L’Himalaya est menacé par le changement climatique

Cet endroit est une source d’eau essentielle pour quelque 250 millions d’habitants des montagnes et 1,65 milliard d’autres habitants des vallées fluviales. Si les efforts pour le climat mondial échouent, l’étude prévient que les émissions actuelles entraîneraient un réchauffement de 5 degrés et une perte des deux tiers des glaciers de la région d’ici à 2100.
«C’est la crise climatique dont vous n’avez pas entendue parler», a déclaré Philippus Wester du Centre international de développement intégré de la montagne (ICIMOD), qui a dirigé ce rapport. «Le réchauffement climatique est en passe de transformer les pics glaciaires de HKH, recouverts de glaciers, coupant huit pays en des roches nues en un peu moins d’un siècle.
Les impacts sur les habitants de la région, qui figure déjà parmi les régions de montagnes les plus fragiles et les plus exposées aux aléas du monde, vont de l’aggravation de la pollution atmosphérique à la multiplication des phénomènes météorologiques extrêmes. Mais ce sont les réductions projetées des débits fluviaux d’avant la mousson qui vont frapper le plus durement, ce qui déséquilibrera les systèmes d’approvisionnement en eau urbains ainsi que la production alimentaire et énergétique. »
Inspirée des rapports du groupe d’experts intergouvernemental sur l’évolution du climat (GIEC), l’étude Hindu Kush Himalaya est la première étude de ce type et la plus réputée du genre à fournir une évaluation de l’une des régions de montagnes les plus importantes du monde, mais souvent négligée.
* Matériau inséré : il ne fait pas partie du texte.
use crate::postprocess::PresentationModel;
use serde::{Deserialize, Serialize};
use std::time::SystemTime;
use tokio::sync::broadcast;
use tracing::{debug, error, info, warn};

/// Events crossing the boundary to the UI collaborator and between pipeline
/// components.
#[derive(Debug, Clone, Serialize, Deserialize)]
pub enum ScanEvent {
    /// A symbol was decoded and post-processed.
    DecodeSucceeded {
        model: PresentationModel,
        timestamp: SystemTime,
    },
    /// A frame went through a decode attempt without a result; used by the
    /// viewfinder for redraw pacing.
    FrameProcessed {
        frame_id: u64,
        timestamp: SystemTime,
    },
    /// A frame was rejected before decoding (bad dimensions or buffer).
    FrameRejected { frame_id: u64, reason: String },
    /// The ambient light manager recommends toggling assist illumination.
    TorchRecommendation { on: bool },
    /// A component error occurred.
    SessionError { component: String, error: String },
    /// Idle timeout elapsed; the session should shut down.
    ShutdownRequested { reason: String },
}

impl ScanEvent {
    /// Event type as a string for filtering.
    pub fn event_type(&self) -> &'static str {
        match self {
            ScanEvent::DecodeSucceeded { .. } => "decode_succeeded",
            ScanEvent::FrameProcessed { .. } => "frame_processed",
            ScanEvent::FrameRejected { .. } => "frame_rejected",
            ScanEvent::TorchRecommendation { .. } => "torch_recommendation",
            ScanEvent::SessionError { .. } => "session_error",
            ScanEvent::ShutdownRequested { .. } => "shutdown_requested",
        }
    }

    /// Human-readable description for logs.
    pub fn description(&self) -> String {
        match self {
            ScanEvent::DecodeSucceeded { model, .. } => {
                format!("Decoded {} symbol: {}", model.format, model.status_line)
            }
            ScanEvent::FrameProcessed { frame_id, .. } => {
                format!("Frame {} processed", frame_id)
            }
            ScanEvent::FrameRejected { frame_id, reason } => {
                format!("Frame {} rejected: {}", frame_id, reason)
            }
            ScanEvent::TorchRecommendation { on } => {
                format!("Torch recommendation: {}", if *on { "on" } else { "off" })
            }
            ScanEvent::SessionError { component, error } => {
                format!("Error in {}: {}", component, error)
            }
            ScanEvent::ShutdownRequested { reason } => {
                format!("Shutdown requested: {}", reason)
            }
        }
    }
}

/// Async event bus over a broadcast channel.
pub struct EventBus {
    sender: broadcast::Sender<ScanEvent>,
}

impl EventBus {
    pub fn new(capacity: usize) -> Self {
        let (sender, _) = broadcast::channel(capacity);
        Self { sender }
    }

    pub fn subscribe(&self) -> broadcast::Receiver<ScanEvent> {
        self.sender.subscribe()
    }

    /// Publish an event to all subscribers. Publishing with no subscribers is
    /// not an error; events are advisory.
    pub fn publish(&self, event: ScanEvent) -> usize {
        match &event {
            ScanEvent::DecodeSucceeded { model, .. } => {
                info!("Decode succeeded: {} ({})", model.status_line, model.format);
            }
            ScanEvent::SessionError { component, error } => {
                error!("Session error in {}: {}", component, error);
            }
            ScanEvent::ShutdownRequested { reason } => {
                info!("Shutdown requested: {}", reason);
            }
            ScanEvent::FrameRejected { frame_id, reason } => {
                warn!("Frame {} rejected: {}", frame_id, reason);
            }
            _ => {
                debug!("Event: {}", event.description());
            }
        }
        self.sender.send(event).unwrap_or(0)
    }

    pub fn subscriber_count(&self) -> usize {
        self.sender.receiver_count()
    }
}

impl Clone for EventBus {
    fn clone(&self) -> Self {
        Self {
            sender: self.sender.clone(),
        }
    }
}

/// Event filter for selective event handling.
#[derive(Debug, Clone)]
pub enum EventFilter {
    /// Accept all events.
    All,
    /// Accept only specific event types.
    EventTypes(Vec<&'static str>),
}

impl EventFilter {
    pub fn matches(&self, event: &ScanEvent) -> bool {
        match self {
            EventFilter::All => true,
            EventFilter::EventTypes(types) => types.contains(&event.event_type()),
        }
    }
}

/// Filtering wrapper around a broadcast receiver.
pub struct EventReceiver {
    receiver: broadcast::Receiver<ScanEvent>,
    filter: EventFilter,
    name: String,
}

impl EventReceiver {
    pub fn new(
        receiver: broadcast::Receiver<ScanEvent>,
        filter: EventFilter,
        name: String,
    ) -> Self {
        Self {
            receiver,
            filter,
            name,
        }
    }

    /// Receive the next event passing the filter. Lagged events are skipped
    /// with a warning; `None` means the bus is closed.
    pub async fn recv(&mut self) -> Option<ScanEvent> {
        loop {
            match self.receiver.recv().await {
                Ok(event) => {
                    if self.filter.matches(&event) {
                        return Some(event);
                    }
                }
                Err(broadcast::error::RecvError::Lagged(skipped)) => {
                    warn!("Event receiver '{}' lagged, skipped {}", self.name, skipped);
                }
                Err(broadcast::error::RecvError::Closed) => return None,
            }
        }
    }
}

#[cfg(test)]
mod tests {
    use super::*;

    #[tokio::test]
    async fn test_publish_subscribe() {
        let bus = EventBus::new(16);
        let mut receiver = bus.subscribe();
        bus.publish(ScanEvent::FrameProcessed {
            frame_id: 42,
            timestamp: SystemTime::now(),
        });
        match receiver.recv().await.unwrap() {
            ScanEvent::FrameProcessed { frame_id, .. } => assert_eq!(frame_id, 42),
            other => panic!("unexpected event: {:?}", other),
        }
    }

    #[tokio::test]
    async fn test_publish_without_subscribers_is_ok() {
        let bus = EventBus::new(16);
        assert_eq!(
            bus.publish(ScanEvent::ShutdownRequested {
                reason: "test".to_string()
            }),
            0
        );
    }

    #[tokio::test]
    async fn test_filtered_receiver_skips_other_types() {
        let bus = EventBus::new(16);
        let mut receiver = EventReceiver::new(
            bus.subscribe(),
            EventFilter::EventTypes(vec!["shutdown_requested"]),
            "test".to_string(),
        );
        bus.publish(ScanEvent::FrameProcessed {
            frame_id: 1,
            timestamp: SystemTime::now(),
        });
        bus.publish(ScanEvent::ShutdownRequested {
            reason: "idle".to_string(),
        });
        match receiver.recv().await.unwrap() {
            ScanEvent::ShutdownRequested { reason } => assert_eq!(reason, "idle"),
            other => panic!("unexpected event: {:?}", other),
        }
    }
}
//! Ingestion task: one per running miner.
//!
//! Reads the miner's combined stdout and stderr pipe line by line, persists raw
//! lines to the run's [`LogSink`], and feeds cleaned lines through the
//! backend parser into the [`StatsStore`]. The task also owns the child
//! process: it handles the stop request (SIGTERM, grace period, SIGKILL) and
//! reaps the process before returning.

use crate::error::IngestError;
use crate::sink::LogSink;
use crate::stats::StatsStore;
use crate::telemetry::{strip_ansi, LineParser};
use chrono::{DateTime, Local};
use nix::errno::Errno;
use nix::sys::signal::{kill, Signal};
use nix::unistd::Pid;
use std::path::PathBuf;
use std::process::ExitStatus;
use std::sync::Arc;
use std::time::Duration;
use tokio::io::{AsyncBufReadExt, AsyncRead, BufReader};
use tokio::process::Child;
use tokio::sync::oneshot;
use tokio::time::{sleep_until, timeout, Instant};
use tracing::{debug, info, warn};

/// How long output is still read after the process has exited. Bounds the
/// wait when a grandchild inherited the pipes.
pub const DRAIN_WINDOW: Duration = Duration::from_secs(2);

/// Byte-oriented line reader with lossy UTF-8 decoding. Miner binaries
/// print non-UTF-8 bytes often enough that `lines()` would end the stream.
pub struct LineReader<R> {
    reader: Option<BufReader<R>>,
    buf: Vec<u8>,
}

impl<R: AsyncRead + Unpin> LineReader<R> {
    pub fn new(stream: Option<R>) -> Self {
        Self {
            reader: stream.map(BufReader::new),
            buf: Vec::with_capacity(1024),
        }
    }

    pub fn is_open(&self) -> bool {
        self.reader.is_some()
    }

    /// Next line without its terminator, `None` at end of stream.
    ///
    /// Cancel safe: bytes of an interrupted read stay buffered for the next call.
    pub async fn next_line(&mut self) -> Result<Option<String>, IngestError> {
        let Some(reader) = self.reader.as_mut() else {
            return Ok(None);
        };
        match reader.read_until(b'\n', &mut self.buf).await {
            Ok(0) => {
                self.reader = None;
                if self.buf.is_empty() {
                    return Ok(None);
                }
            }
            Ok(_) => {}
            Err(e) => {
                self.reader = None;
                return Err(IngestError::StreamRead(e));
            }
        }
        if self.buf.last() == Some(&b'\n') {
            self.buf.pop();
            if self.buf.last() == Some(&b'\r') {
                self.buf.pop();
            }
        }
        let line = String::from_utf8_lossy(&self.buf).into_owned();
        self.buf.clear();
        Ok(Some(line))
    }
}

/// Per-line processing shared by both output streams.
pub struct LineHandler {
    stats: Arc<StatsStore>,
    parser: Box<dyn LineParser>,
    sink: Option<LogSink>,
}

impl LineHandler {
    pub fn new(stats: Arc<StatsStore>, parser: Box<dyn LineParser>, sink: Option<LogSink>) -> Self {
        Self { stats, parser, sink }
    }

    pub async fn handle(&mut self, raw: &str) {
        let raw = raw.trim_end();
        if raw.is_empty() {
            return;
        }

        if let Some(sink) = self.sink.as_mut() {
            if let Err(e) = sink.write_line(raw).await {
                warn!(path = %sink.path().display(), error = %e, "disabling miner log file");
                self.sink = None;
            }
        }

        let clean = strip_ansi(raw);
        let clean = clean.trim();
        if clean.is_empty() {
            return;
        }
        let update = self.parser.parse(clean);
        self.stats.record_line(clean.to_string(), &update);
    }
}

/// Everything the task needs besides the child itself.
pub struct IngestContext {
    pub pid: u32,
    pub stats: Arc<StatsStore>,
    pub parser: Box<dyn LineParser>,
    pub log_dir: PathBuf,
    pub started_at: DateTime<Local>,
    pub grace: Duration,
}

fn send_signal(pid: u32, signal: Signal) {
    let Ok(raw) = i32::try_from(pid) else {
        return;
    };
    match kill(Pid::from_raw(raw), signal) {
        Ok(()) => debug!(pid, signal = ?signal, "signal sent"),
        // Already gone; the wait branch will pick up the exit.
        Err(Errno::ESRCH) => {}
        Err(e) => warn!(pid, signal = ?signal, error = %e, "failed to signal miner"),
    }
}

/// Runs until the output stream is closed and the child has been reaped.
///
/// `output` is the read end of the pipe the child writes both stdout and
/// stderr to.
pub async fn run<R: AsyncRead + Unpin>(
    mut child: Child,
    output: R,
    mut stop_rx: oneshot::Receiver<()>,
    ctx: IngestContext,
) -> Option<ExitStatus> {
    let IngestContext { pid, stats, parser, log_dir, started_at, grace } = ctx;

    let sink = match LogSink::open(&log_dir, &started_at).await {
        Ok(sink) => {
            info!(pid, path = %sink.path().display(), "logging miner output");
            Some(sink)
        }
        Err(e) => {
            warn!(pid, dir = %log_dir.display(), error = %e, "miner output will not be persisted");
            None
        }
    };
    let mut handler = LineHandler::new(stats, parser, sink);
    let mut out = LineReader::new(Some(output));

    let mut exit: Option<ExitStatus> = None;
    let mut stop_requested = false;
    let mut kill_at: Option<Instant> = None;
    let mut drain_until: Option<Instant> = None;

    while out.is_open() {
        let now = Instant::now();
        tokio::select! {
            line = out.next_line() => match line {
                Ok(Some(line)) => handler.handle(&line).await,
                Ok(None) => {}
                Err(e) => {
                    warn!(pid, error = %e, "output read failed, treating miner as ended");
                    break;
                }
            },
            status = child.wait(), if exit.is_none() => match status {
                Ok(status) => {
                    debug!(pid, status = %status, "miner process exited");
                    exit = Some(status);
                    kill_at = None;
                    drain_until = Some(Instant::now() + DRAIN_WINDOW);
                }
                Err(e) => {
                    warn!(pid, error = %e, "waiting on miner failed");
                    break;
                }
            },
            request = &mut stop_rx, if !stop_requested => {
                stop_requested = true;
                if request.is_err() {
                    info!(pid, "supervisor dropped, terminating miner");
                }
                // A reaped pid may already belong to someone else.
                if exit.is_none() {
                    send_signal(pid, Signal::SIGTERM);
                    kill_at = Some(Instant::now() + grace);
                }
            },
            _ = sleep_until(kill_at.unwrap_or(now)), if exit.is_none() && kill_at.is_some() => {
                warn!(pid, grace_secs = grace.as_secs(), "miner ignored SIGTERM, sending SIGKILL");
                send_signal(pid, Signal::SIGKILL);
                kill_at = None;
            },
            _ = sleep_until(drain_until.unwrap_or(now)), if drain_until.is_some() => {
                debug!(pid, "output still open after exit, closing stream");
                break;
            },
        }
    }

    if exit.is_none() {
        exit = reap(&mut child, pid, kill_at, grace).await;
    }
    info!(pid, status = ?exit.map(|s| s.to_string()), "ingestion finished");
    exit
}

/// Waits for a child whose output has already closed, killing it if it
/// does not exit in time.
async fn reap(
    child: &mut Child,
    pid: u32,
    kill_at: Option<Instant>,
    grace: Duration,
) -> Option<ExitStatus> {
    let budget = kill_at
        .map(|at| at.saturating_duration_since(Instant::now()))
        .unwrap_or(grace);
    match timeout(budget, child.wait()).await {
        Ok(Ok(status)) => return Some(status),
        Ok(Err(e)) => {
            warn!(pid, error = %e, "waiting on miner failed");
            return None;
        }
        Err(_) => warn!(pid, "miner closed its output but kept running, killing it"),
    }
    if let Err(e) = child.kill().await {
        warn!(pid, error = %e, "failed to kill miner");
    }
    child.try_wait().ok().flatten()
}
Ce rapport a été fait par plus de 350 chercheurs et experts 

Développé sur cinq ans, ce rapport a été fait par plus de 350 chercheurs et experts en politiques de 22 pays et de 185 organisations. Avec ses 210 auteurs, ses 20 rédacteurs en chef et ses 125 réviseurs externes, il fournit un aperçu sans précédent de l’environnement, des hommes et de la faune de cette région.
«La taille massive et l’importance mondiale de la région de l’Hindu Kush Himalaya sont indiscutables. Il s’agit du premier rapport à exposer de manière définitive l’importance cruciale de la région pour le bien-être de milliards de personnes et sa vulnérabilité alarmante, en particulier face au climat changeant.», a déclaré David Molden, directeur général d’ICIMOD. Les auteurs ont utilisé diverses approches, y compris la modélisation du climat, pour rédiger leur rapport.
La région de HKH couvre 3 500 kilomètres en Afghanistan, au Bangladesh, au Bhoutan, en Chine, en Inde, au Myanmar, au Népal et au Pakistan. Nichés dans des pics à des hauteurs records, les glaciers alimentent 10 des plus importants réseaux hydrographiques du monde, notamment le Gange, l’Indus, le Yellow, le Mékong et l’Irrawaddy, et fournissent directement ou indirectement des milliards de personnes en nourriture, en énergie, en air pur et en revenus. En outre, la région compte quatre des points chauds de la biodiversité dans le monde.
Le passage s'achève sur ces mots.